What is the actual yield of benzocaine?
The theoretical yield of benzocaine was 3.6135grams and the mass obtained in the experiment was 2.28grams, giving a percentage yield of 63 %. This is a high percentage yield, representing a productive synthesis.
Why p-aminobenzoic acid precipitates when h2so4 is added?
When sulfuric acid is initially added to the mixture, p-aminobenzoic acid assumes its zwitterion form, wherein the carboxyl group is deprotonated and the amino group protonated. As more acid is added, the pH increases and the protons in the solution also increases.
What is benzocaine used for?
Benzocaine is a topical anesthetic contained in some marketed over-the-counter (OTC) oral drug products intended to relieve pain from a variety of conditions such as sore throats, canker sores, and irritation of the mouth and gums.
What are the steps in the synthesis of benzocaine?
1 SYNTHESIS OF BENZOCAINE 2 the resonance窶都tabilized intermediate I, followed by (2) the nucleophilic attack of the alcohol. The subsequent transfer of the proton (3), loss of water (4), and loss of proton (5) then give the ・]al observed products. The reverse reaction to yield the carboxylic acid and alocohol follows the same steps in the opposite
How is the synthesis of succinaldehyde done?
Synthesis of succinaldehyde by the neutral hydrolysis of 2,5-dimethoxytetrahydrofuran. Succinaldehyde produced in this way was obtained as a pale-yellow liquid and could be distilled under reduced pressure, but it was prone to polymerisation in just a few hours.

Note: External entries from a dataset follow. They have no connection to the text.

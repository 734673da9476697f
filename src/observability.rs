//! Structured logging for the trial driver.
//!
//! The library never writes to stdout or stderr; the aggregator logs
//! structured entries into a bounded collector, and the CLI decides what to
//! render. Entries carry a severity level, a message, and bounded key-value
//! fields; the collector stamps each accepted entry with the elapsed time
//! since the collector was created.

use core::fmt;
use std::str::FromStr;
use std::time::{Duration, Instant};

/// Maximum number of fields on one entry.
const MAX_FIELDS: usize = 16;

/// Severity level for log entries.
///
/// Levels are ordered `Trace < Debug < Info < Warn < Error`.
#[derive(Debug, Clone, Copy, PartialEq, Eq, PartialOrd, Ord, Hash, Default)]
pub enum LogLevel {
    /// Detailed per-trial tracing.
    Trace,
    /// Debugging information.
    Debug,
    /// General progress (default).
    #[default]
    Info,
    /// Unexpected-but-tolerated conditions.
    Warn,
    /// Failures.
    Error,
}

impl LogLevel {
    /// Returns `true` if an entry at this level passes the threshold.
    #[must_use]
    pub fn is_enabled_at(self, threshold: Self) -> bool {
        self >= threshold
    }
}

impl LogLevel {
    /// The uppercase level name.
    #[must_use]
    pub fn as_str(self) -> &'static str {
        match self {
            Self::Trace => "TRACE",
            Self::Debug => "DEBUG",
            Self::Info => "INFO",
            Self::Warn => "WARN",
            Self::Error => "ERROR",
        }
    }
}

impl fmt::Display for LogLevel {
    fn fmt(&self, f: &mut fmt::Formatter<'_>) -> fmt::Result {
        f.pad(self.as_str())
    }
}

impl FromStr for LogLevel {
    type Err = String;

    fn from_str(s: &str) -> Result<Self, Self::Err> {
        match s.to_ascii_lowercase().as_str() {
            "trace" => Ok(Self::Trace),
            "debug" => Ok(Self::Debug),
            "info" => Ok(Self::Info),
            "warn" | "warning" => Ok(Self::Warn),
            "error" => Ok(Self::Error),
            other => Err(format!("unknown log level: {other}")),
        }
    }
}

/// A structured log entry.
#[derive(Debug, Clone)]
pub struct LogEntry {
    level: LogLevel,
    message: String,
    fields: Vec<(String, String)>,
    elapsed: Duration,
}

impl LogEntry {
    /// Creates an entry at the given level.
    #[must_use]
    pub fn new(level: LogLevel, message: impl Into<String>) -> Self {
        Self {
            level,
            message: message.into(),
            fields: Vec::new(),
            elapsed: Duration::ZERO,
        }
    }

    /// An INFO entry.
    #[must_use]
    pub fn info(message: impl Into<String>) -> Self {
        Self::new(LogLevel::Info, message)
    }

    /// A DEBUG entry.
    #[must_use]
    pub fn debug(message: impl Into<String>) -> Self {
        Self::new(LogLevel::Debug, message)
    }

    /// A WARN entry.
    #[must_use]
    pub fn warn(message: impl Into<String>) -> Self {
        Self::new(LogLevel::Warn, message)
    }

    /// An ERROR entry.
    #[must_use]
    pub fn error(message: impl Into<String>) -> Self {
        Self::new(LogLevel::Error, message)
    }

    /// Adds a key-value field. Fields past the bound are dropped.
    #[must_use]
    pub fn with_field(mut self, key: impl Into<String>, value: impl Into<String>) -> Self {
        if self.fields.len() < MAX_FIELDS {
            self.fields.push((key.into(), value.into()));
        }
        self
    }

    /// The entry's level.
    #[must_use]
    pub fn level(&self) -> LogLevel {
        self.level
    }

    /// The entry's message.
    #[must_use]
    pub fn message(&self) -> &str {
        &self.message
    }

    /// The entry's fields.
    #[must_use]
    pub fn fields(&self) -> &[(String, String)] {
        &self.fields
    }
}

impl fmt::Display for LogEntry {
    fn fmt(&self, f: &mut fmt::Formatter<'_>) -> fmt::Result {
        write!(
            f,
            "[{:>10.3?}] {:<5} {}",
            self.elapsed, self.level, self.message
        )?;
        for (key, value) in &self.fields {
            write!(f, " {key}={value}")?;
        }
        Ok(())
    }
}

/// A bounded collector of log entries with level filtering.
#[derive(Debug)]
pub struct LogCollector {
    entries: Vec<LogEntry>,
    capacity: usize,
    min_level: LogLevel,
    started: Instant,
    total_received: u64,
    total_dropped: u64,
}

impl LogCollector {
    /// A collector retaining at most `capacity` entries.
    #[must_use]
    pub fn new(capacity: usize) -> Self {
        Self {
            entries: Vec::with_capacity(capacity.min(1024)),
            capacity,
            min_level: LogLevel::Trace,
            started: Instant::now(),
            total_received: 0,
            total_dropped: 0,
        }
    }

    /// Sets the minimum level to retain.
    #[must_use]
    pub fn with_min_level(mut self, level: LogLevel) -> Self {
        self.min_level = level;
        self
    }

    /// Accepts an entry, stamping it with the collector's elapsed time.
    ///
    /// Entries below the level threshold are counted and discarded; entries
    /// past capacity are counted as dropped.
    pub fn collect(&mut self, mut entry: LogEntry) {
        self.total_received += 1;
        if !entry.level.is_enabled_at(self.min_level) {
            return;
        }
        if self.entries.len() >= self.capacity {
            self.total_dropped += 1;
            return;
        }
        entry.elapsed = self.started.elapsed();
        self.entries.push(entry);
    }

    /// The retained entries, in collection order.
    #[must_use]
    pub fn entries(&self) -> &[LogEntry] {
        &self.entries
    }

    /// Number of entries received (including filtered and dropped).
    #[must_use]
    pub fn total_received(&self) -> u64 {
        self.total_received
    }

    /// Number of entries dropped for capacity.
    #[must_use]
    pub fn total_dropped(&self) -> u64 {
        self.total_dropped
    }
}

#[cfg(test)]
mod tests {
    use super::*;

    #[test]
    fn levels_are_ordered() {
        assert!(LogLevel::Error.is_enabled_at(LogLevel::Info));
        assert!(LogLevel::Info.is_enabled_at(LogLevel::Info));
        assert!(!LogLevel::Debug.is_enabled_at(LogLevel::Info));
    }

    #[test]
    fn level_parsing_accepts_aliases() {
        assert_eq!("warning".parse::<LogLevel>().unwrap(), LogLevel::Warn);
        assert!("loud".parse::<LogLevel>().is_err());
    }

    #[test]
    fn collector_filters_below_threshold() {
        let mut collector = LogCollector::new(8).with_min_level(LogLevel::Info);
        collector.collect(LogEntry::debug("ignored"));
        collector.collect(LogEntry::info("kept"));
        assert_eq!(collector.entries().len(), 1);
        assert_eq!(collector.entries()[0].message(), "kept");
        assert_eq!(collector.total_received(), 2);
    }

    #[test]
    fn collector_counts_capacity_drops() {
        let mut collector = LogCollector::new(1);
        collector.collect(LogEntry::info("first"));
        collector.collect(LogEntry::info("second"));
        assert_eq!(collector.entries().len(), 1);
        assert_eq!(collector.total_dropped(), 1);
    }

    #[test]
    fn entry_renders_fields() {
        let entry = LogEntry::info("trial done").with_field("scenario", "control");
        let rendered = entry.to_string();
        assert!(rendered.contains("trial done"));
        assert!(rendered.contains("scenario=control"));
    }
}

Can a benzocaine be extracted from sodium bisulfate?
Under these conditions, much of the nonionic benzocaine formed in the experiment should remain dis- solved, and some ionic sodium bisulfate and unreacted sodium p–aminobenzoate may precipitate. Extraction of ths mixture with ether permits the separation of the benzocaine from the ionic compounds.
How is benzocaine produced in a reflux reaction?
The intention of the experiment was to synthesise benzocaine, an ester, from 4-aminobenzoic acid, a carboxylic acid, by Fischer Esterification. The mechanism in figure 1 was to combined 4-aminobenzoic acid and ethanol in a reflux reaction with the addition of sulphuric acid as a catalyst to produce the product.